Metadata-Version: 1.1
Name: date-guesser
Version: 2.1.2
Summary: Extract publication dates from web pages
Home-page: https://github.com/mitmedialab/date_guesser
Author: Colin Carroll
Author-email: ccarroll@mit.edu
License: MIT
Description: Date Guesser
        ============
        
        |Build Status| |Coverage| 
        
        A library to extract a publication date from a web page, along with a measure of the accuracy.
        This was produced as a part of the `mediacloud project <https://mediacloud.org/>`_, in order to accurately extract dates from content. 
        
        Installation
        ------------
        
        The library is available `on PyPI <https://pypi.org/project/date-guesser/>`_, and may be installed with 
        
        .. code-block:: bash
        
            pip install date_guesser
        
        Quickstart
        ----------
        The date guesser uses both the url and the html to work, and uses some heuristics to decide which of many possible dates might be the best one.
        
        .. code-block:: python
            
            from date_guesser import guess_date, Accuracy
            
            # Uses url slugs when available
            guess = guess_date(url='https://www.nytimes.com/2017/10/13/some_news.html', 
                               html='<could be anything></could>')
        
            #  Returns a Guess object with three properties
            guess.date      # datetime.datetime(2017, 10, 13, 0, 0, tzinfo=<UTC>)

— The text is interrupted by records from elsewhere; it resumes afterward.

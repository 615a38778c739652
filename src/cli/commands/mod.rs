//! CLI command implementations

pub mod config;
pub mod transfer;

pub use config::execute as config;
pub use transfer::{extract, inject};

            guess.accuracy  # Accuracy.DATE
            guess.method    # 'Found /2017/10/13/ in url'
        
        In case there are two trustworthy sources of dates, :code:`date_guesser` prefers the more accurate one
        
        .. code-block:: python
         
            html = '''                                                                     
                <html><head>                                                                   
                <meta property="article:published" itemprop="datePublished" content="2017-10-13T04:56:54-04:00" />         
                </head></html>'''
            guess = guess_date(url='https://www.nytimes.com/2017/10/some_news.html',
                               html=html)
            guess.date  # datetime.datetime(2017, 10, 13, 4, 56, 54, tzinfo=tzoffset(None, -14400))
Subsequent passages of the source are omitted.